Well Sunday was glorious, the sun was hot enough for June or August and the sky was even blue at times. So down to the plot with a flask of coffee in the afternoon.

When I got there, there was a few people on the site but not as many as I expected. Perhaps it was too hot for some!

My first task was to take a cut off the comfrey patch on plot 5. This one goes on the compost heaps to act as an activator and add valuable minerals to the final compost. Both bins ended up full by the end of the day, but that’s OK. When they’ve rotted down to about half the volume, I’ll turn one in the same bin and then add the contents of the other to it.

Next to come up were the squashes. Once again the rotten summer hasn’t helped, if we were going to have another six weeks of fine weather I’d have left them but we aren’t so up they came. Still got some fairly nice butternuts though.

It’s funny, each year I grow Wilkinson’s cheap generic butternut squash and another variety, this year Hercules, but it’s always the Wilko one that comes through! Normally I go on about buying decent seeds and that it’s worth paying for better varieties but this is the exception that proves the rule.

The fruits have come home to cure as one year I racked them up on the table by the shed on the plot and they got pinched! I’m afraid our local scallywags aren’t the brightest chisels in the box and don’t know the difference between a Halloween pumpkin and a squash – or a marrow for that matter!

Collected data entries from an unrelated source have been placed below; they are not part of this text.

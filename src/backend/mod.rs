//! Language backend abstraction.
//!
//! The [`LanguageBackend`] trait is the only surface the engine, the chat
//! coordinator and the tooling handlers use to reach a model. The production
//! implementation lives in [`xai`]; tests script their own.
//!
//! A chat runs as a [`ChatSession`]: each call to [`ChatSession::stream`]
//! performs one round and yields `(aggregate, chunk)` pairs until the round is
//! over. Tool results are fed back with [`ChatSession::append`] before the
//! next round.

pub mod xai;

use std::future::Future;
use std::pin::Pin;
use std::sync::Arc;
use std::time::Duration;

use futures_util::stream::BoxStream;
use serde::{Deserialize, Serialize};
use serde_json::Value;

use crate::{AppError, Result};

/// Boxed future returned by backend operations.
pub type BoxFuture<'a, T> = Pin<Box<dyn Future<Output = T> + Send + 'a>>;

/// One round of streamed output.
pub type RoundStream<'a> = BoxStream<'a, Result<StreamItem>>;

/// Builds a backend from the settings supplied to `initialize`.
pub type BackendFactory =
    Arc<dyn Fn(&BackendSettings) -> Result<Arc<dyn LanguageBackend>> + Send + Sync>;

/// Conversation role.
#[derive(Debug, Copy, Clone, Eq, PartialEq, Serialize, Deserialize)]
#[serde(rename_all = "lowercase")]
pub enum Role {
    /// System instructions.
    System,
    /// End-user turn.
    User,
    /// Model turn.
    Assistant,
    /// Result of a tool call.
    Tool,
}

impl Role {
    /// Wire name of the role.
    #[must_use]
    pub fn as_str(self) -> &'static str {
        match self {
            Self::System => "system",
            Self::User => "user",
            Self::Assistant => "assistant",
            Self::Tool => "tool",
        }
    }
}

/// A tool invocation produced by the model.
#[derive(Debug, Clone, PartialEq, Eq)]
pub struct ToolCall {
    /// Backend-assigned identifier, if any.
    pub id: Option<String>,
    /// Tool name.
    pub name: String,
    /// JSON-encoded arguments.
    pub arguments: String,
}

/// One conversation message in backend form.
#[derive(Debug, Clone, PartialEq, Eq)]
pub struct Message {
    /// Speaker.
    pub role: Role,
    /// Rendered content segments.
    pub parts: Vec<String>,
    /// Call answered by a `tool` message.
    pub tool_call_id: Option<String>,
    /// Calls requested by an `assistant` message.
    pub tool_calls: Vec<ToolCall>,
}

impl Message {
    /// Message with the given role and content segments.
    #[must_use]
    pub fn new(role: Role, parts: Vec<String>) -> Self {
        Self {
            role,
            parts,
            tool_call_id: None,
            tool_calls: Vec::new(),
        }
    }

    /// Single-segment user message.
    #[must_use]
    pub fn user(text: impl Into<String>) -> Self {
        Self::new(Role::User, vec![text.into()])
    }

    /// Tool-result message answering `call_id`.
    #[must_use]
    pub fn tool_result(call_id: Option<String>, text: impl Into<String>) -> Self {
        Self {
            role: Role::Tool,
            parts: vec![text.into()],
            tool_call_id: call_id,
            tool_calls: Vec::new(),
        }
    }

    /// Content segments joined with newlines.
    #[must_use]
    pub fn text(&self) -> String {
        self.parts.join("\n")
    }
}

/// Tool offered to the model.
#[derive(Debug, Clone, PartialEq, Serialize, Deserialize)]
pub struct ToolDefinition {
    /// Unique tool name.
    pub name: String,
    /// What the tool does.
    #[serde(default)]
    pub description: String,
    /// JSON schema of the arguments.
    #[serde(default)]
    pub schema: Value,
}

/// Token accounting reported by the backend.
///
/// Zero or absent counters are omitted when serialised.
#[derive(Debug, Clone, Default, PartialEq, Eq, Serialize, Deserialize)]
pub struct Usage {
    /// Prompt tokens.
    #[serde(default, skip_serializing_if = "Option::is_none")]
    pub prompt_tokens: Option<u64>,
    /// Generated tokens.
    #[serde(default, skip_serializing_if = "Option::is_none")]
    pub completion_tokens: Option<u64>,
    /// Prompt plus generated tokens.
    #[serde(default, skip_serializing_if = "Option::is_none")]
    pub total_tokens: Option<u64>,
    /// Hidden reasoning tokens.
    #[serde(default, skip_serializing_if = "Option::is_none")]
    pub reasoning_tokens: Option<u64>,
    /// Prompt tokens served from cache.
    #[serde(default, skip_serializing_if = "Option::is_none")]
    pub cached_prompt_text_tokens: Option<u64>,
}

impl Usage {
    /// Drop zero counters; `None` when nothing is left.
    #[must_use]
    pub fn normalized(self) -> Option<Self> {
        let keep = |v: Option<u64>| v.filter(|n| *n > 0);
        let usage = Self {
            prompt_tokens: keep(self.prompt_tokens),
            completion_tokens: keep(self.completion_tokens),
            total_tokens: keep(self.total_tokens),
            reasoning_tokens: keep(self.reasoning_tokens),
            cached_prompt_text_tokens: keep(self.cached_prompt_text_tokens),
        };
        (usage != Self::default()).then_some(usage)
    }
}

/// Sampling parameters translated from the caller's options.
#[derive(Debug, Clone, Default, PartialEq)]
pub struct GenerationOptions {
    /// Sampling temperature.
    pub temperature: Option<f64>,
    /// Output token cap.
    pub max_tokens: Option<u64>,
    /// Nucleus sampling.
    pub top_p: Option<f64>,
    /// Stop sequences.
    pub stop: Vec<String>,
    /// Conversation identifier used for server-side caching.
    pub conversation_id: Option<String>,
}

/// Everything needed to open a chat session.
#[derive(Debug, Clone, PartialEq)]
pub struct SessionRequest {
    /// Model name.
    pub model: String,
    /// Initial conversation.
    pub messages: Vec<Message>,
    /// Tool catalog.
    pub tools: Vec<ToolDefinition>,
    /// Sampling parameters.
    pub options: GenerationOptions,
}

/// Running snapshot of the response for the current round.
#[derive(Debug, Clone, Default, PartialEq, Eq)]
pub struct AggregateResponse {
    /// Full text produced so far.
    pub content: String,
    /// Latest usage figures, if reported.
    pub usage: Option<Usage>,
}

/// Incremental piece of a streamed round.
#[derive(Debug, Clone, Default, PartialEq, Eq)]
pub struct Chunk {
    /// Text appended by this chunk.
    pub text: Option<String>,
    /// Tool calls completed in this chunk.
    pub tool_calls: Vec<ToolCall>,
}

/// One streamed item: the aggregate after this chunk, and the chunk itself.
#[derive(Debug, Clone, Default, PartialEq, Eq)]
pub struct StreamItem {
    /// Aggregate snapshot.
    pub response: AggregateResponse,
    /// Delta.
    pub chunk: Chunk,
}

/// Single-shot completion request.
#[derive(Debug, Clone, PartialEq)]
pub struct SampleRequest {
    /// Model name.
    pub model: String,
    /// Conversation.
    pub messages: Vec<Message>,
    /// Output token cap.
    pub max_tokens: Option<u64>,
    /// Let the model consult live web search and return citations.
    pub live_search: bool,
}

impl SampleRequest {
    /// Request with a single user prompt.
    #[must_use]
    pub fn prompt(model: impl Into<String>, prompt: impl Into<String>) -> Self {
        Self {
            model: model.into(),
            messages: vec![Message::user(prompt)],
            max_tokens: None,
            live_search: false,
        }
    }
}

/// Single-shot completion response.
#[derive(Debug, Clone, Default, PartialEq, Eq)]
pub struct SampleResponse {
    /// Generated text.
    pub content: String,
    /// Source URLs consulted by live search.
    pub citations: Vec<String>,
    /// Usage figures.
    pub usage: Option<Usage>,
}

/// Document to add to a collection.
#[derive(Debug, Clone, PartialEq, Eq)]
pub struct UploadRequest {
    /// Target collection.
    pub collection_id: String,
    /// File name stored with the document.
    pub name: String,
    /// Raw file bytes.
    pub data: Vec<u8>,
    /// MIME type.
    pub content_type: String,
}

/// Settings handed to a [`BackendFactory`].
#[derive(Debug, Clone, PartialEq, Eq)]
pub struct BackendSettings {
    /// API key.
    pub api_key: String,
    /// Default model.
    pub model: String,
    /// REST base URL.
    pub base_url: String,
    /// Collections API base URL, if uploads are enabled.
    pub collections_url: Option<String>,
    /// Timeout for single-shot requests.
    pub request_timeout: Duration,
}

/// A stateful, multi-round chat.
pub trait ChatSession: Send {
    /// Run one round against the current conversation.
    ///
    /// The stream is finite and not restartable; calling `stream` again runs
    /// the next round.
    fn stream(&mut self) -> RoundStream<'_>;

    /// Append a message to the conversation before the next round.
    fn append(&mut self, message: Message);
}

/// Capability set the sidecar needs from a model provider.
pub trait LanguageBackend: Send + Sync {
    /// Open a streaming chat session.
    ///
    /// # Errors
    ///
    /// Returns [`AppError::Backend`] if the session cannot be created.
    fn create_session(&self, request: SessionRequest) -> Result<Box<dyn ChatSession>>;

    /// Run a single non-streaming completion.
    ///
    /// # Errors
    ///
    /// Returns [`AppError::Backend`] on transport or API failures.
    fn sample(&self, request: SampleRequest) -> BoxFuture<'_, Result<SampleResponse>>;

    /// Whether [`LanguageBackend::upload_document`] is available.
    fn supports_collections(&self) -> bool {
        false
    }

    /// Add a document to a collection and return its metadata.
    ///
    /// # Errors
    ///
    /// The default implementation always fails with [`AppError::Service`].
    fn upload_document(&self, request: UploadRequest) -> BoxFuture<'_, Result<Value>> {
        Box::pin(async move {
            Err(AppError::Service(format!(
                "collections support is unavailable (collection '{}')",
                request.collection_id
            )))
        })
    }
}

The only problem I had doing the comfrey and squashes was I was dripping with sweat and couldn’t see through my specs half the time. Still, better than shivering. As the afternoon moved into the early evening, it cooled down and Val arrived to pick some beans and a pull a few carrots to go with dinner.

We shared a few minutes just sitting on the bench, whilst I had a coffee and then it was back to the grind as Val headed home to admire her new kettle. The old one was leaking so I said she could have her Christmas present early. Generous to a tee, me! Before I lose every female reader, this text has been approved by my darling wife and it was a joke.

After Val went, I moved onto plot 29 which gets the sun for longer in the evening and so was warmer as it was going really cool now. I started by hoeing off the bit I left on Friday as I suspected a wasp’s nest. I don’t know what was going on then but there was no sign of the wasps today. Perhaps they’re like kids, arranging to meet up at the rec for a big scrap.

Anyway, goodbye weeds. The patch by the greenhouse was next. The weeds there made me burst into song – “the weeds are as high as an elephant’s eye!” So off they came. As I got to the end, it was actually going quite dark and I felt cream crackered and aching, but a nice satisfied ache.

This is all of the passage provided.